Random Variables

Definition

A random variable $X$ is a function that maps outcomes from a sample space $\Omega$ to real numbers:

\[X: \Omega \to \mathbb{R}\]

Discrete random variable: takes countable values (e.g., number of heads, word counts).

Continuous random variable: takes uncountable values in an interval (e.g., height, time).

Probability Mass Function (PMF)

For discrete random variables:

\[p(x) = P(X = x)\]

Properties:

  • $0 \leq p(x) \leq 1$
  • $\sum_x p(x) = 1$
  • $P(X \in A) = \sum_{x \in A} p(x)$

Probability Density Function (PDF)

For continuous random variables:

\[f(x) \geq 0, \quad \int_{-\infty}^{\infty} f(x) dx = 1\]

The probability over an interval:

\[P(a \leq X \leq b) = \int_a^b f(x) dx\]

Important: $P(X = x) = 0$ for continuous variables (probability at a point is zero).

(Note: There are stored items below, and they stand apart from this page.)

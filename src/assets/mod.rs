// 头像资源目录
// 每个分类一个 JSON 清单：{ "子分类": ["模型ID", ...] }

use std::collections::HashMap;
use std::sync::Arc;

use futures_util::future::join_all;
use tokio::sync::OnceCell;

use crate::blob::BlobStore;
use crate::store::keys::avatar_manifest_path;

/// 子分类 -> 模型ID列表
pub type Manifest = HashMap<String, Vec<String>>;

/// 头像模型清单的只读缓存
///
/// 第一次 `load` 并发下载所有分类的清单，并发调用共享同一次下载。
/// 清单缺失或格式错误时该分类按空清单处理，不影响其他分类。
pub struct AvatarCatalog {
    blobs: Arc<dyn BlobStore>,
    categories: Vec<String>,
    manifests: OnceCell<HashMap<String, Manifest>>,
}

impl AvatarCatalog {
    pub fn new(blobs: Arc<dyn BlobStore>, categories: Vec<String>) -> Self {
        Self {
            blobs,
            categories,
            manifests: OnceCell::new(),
        }
    }

    pub fn is_loaded(&self) -> bool {
        self.manifests.initialized()
    }

    pub async fn load(&self) -> &HashMap<String, Manifest> {
        self.manifests.get_or_init(|| self.fetch_all()).await
    }

    /// 内存查询，未加载或不存在时返回空列表
    pub fn get(&self, category: &str, subcategory: &str) -> Vec<String> {
        self.manifests
            .get()
            .and_then(|m| m.get(category))
            .and_then(|m| m.get(subcategory))
            .cloned()
            .unwrap_or_default()
    }

    async fn fetch_all(&self) -> HashMap<String, Manifest> {
        let fetches = self.categories.iter().map(|category| async move {
            (category.clone(), self.fetch_manifest(category).await)
        });

        let manifests: HashMap<String, Manifest> = join_all(fetches).await.into_iter().collect();
        tracing::info!("Loaded {} avatar categories", manifests.len());
        manifests
    }

    async fn fetch_manifest(&self, category: &str) -> Manifest {
        let path = avatar_manifest_path(category);
        match self.blobs.get(&path).await {
            Ok(Some(bytes)) => match serde_json::from_slice::<Manifest>(&bytes) {
                Ok(manifest) => manifest,
                Err(e) => {
                    tracing::warn!("Malformed avatar manifest {}: {}", path, e);
                    Manifest::new()
                }
            },
            Ok(None) => {
                tracing::warn!("Avatar manifest {} not found", path);
                Manifest::new()
            }
            Err(e) => {
                tracing::warn!("Failed to fetch avatar manifest {}: {}", path, e);
                Manifest::new()
            }
        }
    }
}
// 收藏夹模块
// 权威副本 + 成员镜像的复制与共享逻辑

pub mod events;
pub mod model;
mod places;
pub mod replication;

pub use events::{CollectionEvent, CollectionEventKind, RefreshHub};
pub use model::{Collection, CollectionStatus, Event, Place};
pub use replication::{MembershipDiff, ReplicationManager};

use serde::{Deserialize, Serialize};

/// 单个地点修改时写入哪些副本
#[derive(Debug, Clone, Copy, Default, PartialEq, Eq, Serialize, Deserialize)]
#[serde(rename_all = "snake_case")]
pub enum PlaceFanout {
    /// 只写所有者副本和操作者自己的副本
    #[default]
    OwnerAndActor,
    /// 写入所有成员的副本
    AllMembers,
}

Cumulative Distribution Function (CDF)

The CDF gives the probability that $X$ is less than or equal to $x$:

\[F(x) = P(X \leq x)\]

For discrete variables:

\[F(x) = \sum_{t \leq x} p(t)\]

For continuous variables:

\[F(x) = \int_{-\infty}^x f(t) dt\]

Properties:

  • $F(x)$ is non-decreasing
  • $\lim_{x \to -\infty} F(x) = 0$, $\lim_{x \to \infty} F(x) = 1$
  • $P(a < X \leq b) = F(b) - F(a)$
  • PDF is the derivative: $f(x) = \frac{d}{dx} F(x)$

Survival Function

Complement of the CDF:

\[S(x) = P(X > x) = 1 - F(x)\]

Used in reliability analysis and survival analysis.

Quantiles and Percentiles

The $p$-th quantile (or $100p$-th percentile) is the value $x_p$ such that:

\[F(x_p) = p\]

Special quantiles:

  • Median: $x_{0.5}$ (50th percentile)
  • Quartiles: $x_{0.25}, x_{0.5}, x_{0.75}$ (25th, 50th, 75th percentiles)
  • Interquartile range (IQR): $x_{0.75} - x_{0.25}$

Indicator Random Variables

For an event $A$, the indicator variable:

\[\mathbb{1}_A = \begin{cases} 1 & \text{if } A \text{ occurs} \\ 0 & \text{otherwise} \end{cases}\]

Useful for converting events into numeric quantities for expectation calculations.

Transformations of Random Variables

If $Y = g(X)$, the distribution of $Y$ can be derived from $X$.

For monotonic $g$:

\[f_Y(y) = f_X(g^{-1}(y)) \left| \frac{d}{dy} g^{-1}(y) \right|\]

The term $\lvert \frac{d}{dy} g^{-1}(y) \rvert$ is the Jacobian of the transformation.

Joint Distributions

For two random variables $X$ and $Y$:

Joint PMF/PDF: $p(x, y) = P(X = x, Y = y)$ or $f(x, y)$

Marginal distribution:

\[p_X(x) = \sum_y p(x, y) \quad \text{(discrete)}\] \[f_X(x) = \int_{-\infty}^{\infty} f(x, y) dy \quad \text{(continuous)}\]

Conditional Distributions

Conditional PMF/PDF:

\[p(y|x) = \frac{p(x, y)}{p(x)}, \quad p(x) > 0\] \[f(y|x) = \frac{f(x, y)}{f_X(x)}, \quad f_X(x) > 0\]

Independent Random Variables

$X$ and $Y$ are independent if:

\[p(x, y) = p_X(x) p_Y(y)\]

Equivalently: $p(y \mid x) = p_Y(y)$ (knowing $X$ gives no information about $Y$).